[WHAT YOU SHOULD DO]
Tally the lines of the data below that contain the string "JoinHandle". Give the tally and nothing else.

━━━ RECORDS FOR THIS TASK

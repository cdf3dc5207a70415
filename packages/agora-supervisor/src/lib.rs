//! Supervisor: classifies dead/paused loops and restarts recoverable ones
//! under exponential backoff (spec §4.10).

use std::collections::{HashMap, VecDeque};
use std::sync::Arc;
use std::time::Duration;

use agora_config::RestartPolicyConfig;
use agora_eventlog::EventLog;
use agora_ledger::Ledger;
use agora_looprt::LoopManager;
use agora_types::{DeathType, EventType, LoopState, RestartState};
use chrono::Utc;
use rand::Rng;
use serde_json::json;
use tokio::sync::RwLock;
use tokio::task::JoinHandle;

pub struct Supervisor {
    loops: Arc<LoopManager>,
    ledger: Arc<Ledger>,
    event_log: Arc<EventLog>,
    policy: RestartPolicyConfig,
    poll_interval: Duration,
    restart_states: RwLock<HashMap<String, RestartState>>,
}

impl Supervisor {
    pub fn new(
        loops: Arc<LoopManager>,
        ledger: Arc<Ledger>,
        event_log: Arc<EventLog>,
        policy: RestartPolicyConfig,
        poll_interval: Duration,
    ) -> Arc<Self> {
        Arc::new(Self {
            loops,
            ledger,
            event_log,
            policy,
            poll_interval,
            restart_states: RwLock::new(HashMap::new()),
        })
    }

    /// Spawns the periodic evaluation task. The returned handle is the
    /// caller's to `.abort()` on shutdown; the supervisor never stops
    /// loops itself outside its own reset-and-restart path (spec §4.10).
    pub fn spawn(self: &Arc<Self>) -> JoinHandle<()> {
        let this = self.clone();
        tokio::spawn(async move {
            loop {
                this.evaluate_once().await;
                tokio::time::sleep(this.poll_interval).await;
            }
        })
    }

    /// One evaluation pass over every known loop, exposed directly so
    /// tests don't need to race a background task.
    pub async fn evaluate_once(self: &Arc<Self>) {
        let states = self.loops.get_all_states().await;
        for (id, state) in states {
            if !matches!(state, LoopState::Paused | LoopState::Stopped) {
                continue;
            }
            if self.is_permanently_dead(&id).await {
                continue;
            }
            self.handle_dead_loop(&id).await;
        }
    }

    async fn is_permanently_dead(&self, id: &str) -> bool {
        self.restart_states.read().await.get(id).is_some_and(|s| s.permanently_dead)
    }

    async fn handle_dead_loop(self: &Arc<Self>, id: &str) {
        let Some(lp) = self.loops.get_loop(id).await else { return };
        let scrip = self.ledger.get_scrip(id).await;
        let crash_reason = lp.crash_reason().await;
        let death = self.classify(scrip, lp.voluntary_shutdown(), crash_reason.as_deref());

        match death {
            DeathType::Smart => {
                self.mark_permanently_dead(id, DeathType::Smart).await;
                self.event_log
                    .append(
                        EventType::Other("agent_permanent_death".to_string()),
                        json!({"id": id, "death_type": "smart", "scrip": scrip}),
                    )
                    .await;
            }
            DeathType::Voluntary => {
                self.mark_permanently_dead(id, DeathType::Voluntary).await;
                self.event_log
                    .append(
                        EventType::Other("agent_permanent_death".to_string()),
                        json!({"id": id, "death_type": "voluntary"}),
                    )
                    .await;
            }
            DeathType::Dumb | DeathType::Unknown => {
                self.restart_with_backoff(id, death).await;
            }
        }
    }

    fn classify(&self, scrip: i64, voluntary: bool, crash_reason: Option<&str>) -> DeathType {
        if scrip <= 0 {
            return DeathType::Smart;
        }
        if voluntary {
            return DeathType::Voluntary;
        }
        if let Some(reason) = crash_reason {
            let lower = reason.to_lowercase();
            if lower.contains("resource") && !self.policy.restart_on_resource_exhaustion {
                return DeathType::Smart;
            }
            if lower.contains("timeout") && !self.policy.restart_on_timeout {
                return DeathType::Smart;
            }
        }
        DeathType::Dumb
    }

    async fn mark_permanently_dead(&self, id: &str, death_type: DeathType) {
        let mut states = self.restart_states.write().await;
        let entry = states.entry(id.to_string()).or_default();
        entry.permanently_dead = true;
        entry.last_death_type = Some(death_type);
    }

    async fn restart_with_backoff(self: &Arc<Self>, id: &str, death_type: DeathType) {
        let now = Utc::now();
        let backoff = {
            let mut states = self.restart_states.write().await;
            let entry = states.entry(id.to_string()).or_default();
            entry.last_death_type = Some(death_type);
            entry.prune_older_than(now, chrono::Duration::hours(1));

            if entry.recent_restarts.len() as u32 >= self.policy.max_restarts_per_hour {
                entry.permanently_dead = true;
                None
            } else {
                entry.recent_restarts.push_back(now);
                entry.restart_count += 1;
                let exp = self.policy.initial_backoff_seconds
                    * self.policy.backoff_multiplier.powi(entry.restart_count as i32 - 1);
                let capped = exp.min(self.policy.max_backoff_seconds);
                let jitter = capped * self.policy.jitter_factor;
                let noisy = capped + rand::thread_rng().gen_range(-jitter..=jitter);
                entry.current_backoff = noisy.max(0.0);
                Some(entry.current_backoff)
            }
        };

        let Some(backoff) = backoff else {
            self.event_log
                .append(
                    EventType::Other("agent_permanent_death".to_string()),
                    json!({"id": id, "death_type": "dumb", "reason": "exceeded max_restarts_per_hour"}),
                )
                .await;
            return;
        };

        self.event_log
            .append(
                EventType::Other("agent_restart_scheduled".to_string()),
                json!({"id": id, "backoff_seconds": backoff}),
            )
            .await;

        let Some(lp) = self.loops.get_loop(id).await else { return };
        let event_log = self.event_log.clone();
        let id = id.to_string();
        tokio::spawn(async move {
            tokio::time::sleep(Duration::from_secs_f64(backoff)).await;
            lp.reset_for_restart().await;
            event_log
                .append(EventType::Other("agent_restarted".to_string()), json!({"id": id}))
                .await;
        });
    }

    pub async fn restart_state(&self, id: &str) -> Option<RestartState> {
        self.restart_states.read().await.get(id).cloned()
    }
}

#[cfg(test)]
mod tests {
    use super::*;
    use agora_looprt::{ActionOutcome, AgentBehavior, Loop, LoopConfig};
    use agora_types::{IdRegistry, PrincipalId};
    use async_trait::async_trait;
    use serde_json::Value;
    use std::collections::HashMap as Map;

    struct AlwaysFails;

    #[async_trait]
    impl AgentBehavior for AlwaysFails {
        async fn decide_action(&self) -> Option<Value> {
            Some(json!({}))
        }
        async fn execute_action(&self, _action: Value) -> ActionOutcome {
            ActionOutcome::failed("synthetic crash: runtime error")
        }
    }

    fn fast_config() -> LoopConfig {
        LoopConfig {
            min_loop_delay: 0.01,
            max_loop_delay: 0.02,
            resource_check_interval: 0.02,
            max_consecutive_errors: 2,
            resources_to_check: Vec::new(),
            resource_exhaustion_policy: agora_looprt::ResourceExhaustionPolicy::Skip,
        }
    }

    async fn harness_with_scrip(scrip: i64) -> (Arc<Supervisor>, Arc<LoopManager>, Arc<Ledger>, PrincipalId) {
        let registry = Arc::new(IdRegistry::new());
        let event_log = Arc::new(EventLog::in_memory());
        let ledger = Arc::new(Ledger::new(registry, event_log.clone()));
        ledger.create_principal("agent-1", scrip, Map::new()).await.unwrap();

        let manager = Arc::new(LoopManager::new());
        manager
            .create_loop("agent-1", "agent-1", Arc::new(AlwaysFails), fast_config(), None)
            .await
            .unwrap();

        let supervisor = Supervisor::new(
            manager.clone(),
            ledger.clone(),
            event_log,
            RestartPolicyConfig {
                max_restarts_per_hour: 10,
                initial_backoff_seconds: 0.01,
                backoff_multiplier: 2.0,
                max_backoff_seconds: 0.05,
                jitter_factor: 0.0,
                restart_on_resource_exhaustion: false,
                restart_on_timeout: false,
            },
            Duration::from_millis(20),
        );
        (supervisor, manager, ledger, "agent-1".to_string())
    }

    #[tokio::test]
    async fn scenario_e_dumb_death_restarts_and_clears_errors() {
        let (supervisor, manager, _ledger, id) = harness_with_scrip(100).await;
        let lp = manager.get_loop(&id).await.unwrap();
        lp.start().await;
        tokio::time::sleep(Duration::from_millis(150)).await;
        assert_eq!(lp.state().await, LoopState::Paused);

        supervisor.evaluate_once().await;
        tokio::time::sleep(Duration::from_millis(100)).await;

        assert!(lp.state().await.is_active());
        assert_eq!(lp.consecutive_errors(), 0);

        lp.stop(Some(Duration::from_millis(200))).await;
    }

    #[tokio::test]
    async fn scenario_8_smart_death_never_restarts() {
        let (supervisor, manager, _ledger, id) = harness_with_scrip(0).await;
        let lp = manager.get_loop(&id).await.unwrap();
        lp.start().await;
        tokio::time::sleep(Duration::from_millis(150)).await;
        assert_eq!(lp.state().await, LoopState::Paused);

        supervisor.evaluate_once().await;
        tokio::time::sleep(Duration::from_millis(50)).await;

        assert_eq!(lp.state().await, LoopState::Paused);
        let restart_state = supervisor.restart_state(&id).await.unwrap();
        assert!(restart_state.permanently_dead);
        assert_eq!(restart_state.last_death_type, Some(DeathType::Smart));

        lp.stop(Some(Duration::from_millis(200))).await;
    }
}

━━━━━━

[RESULT]
2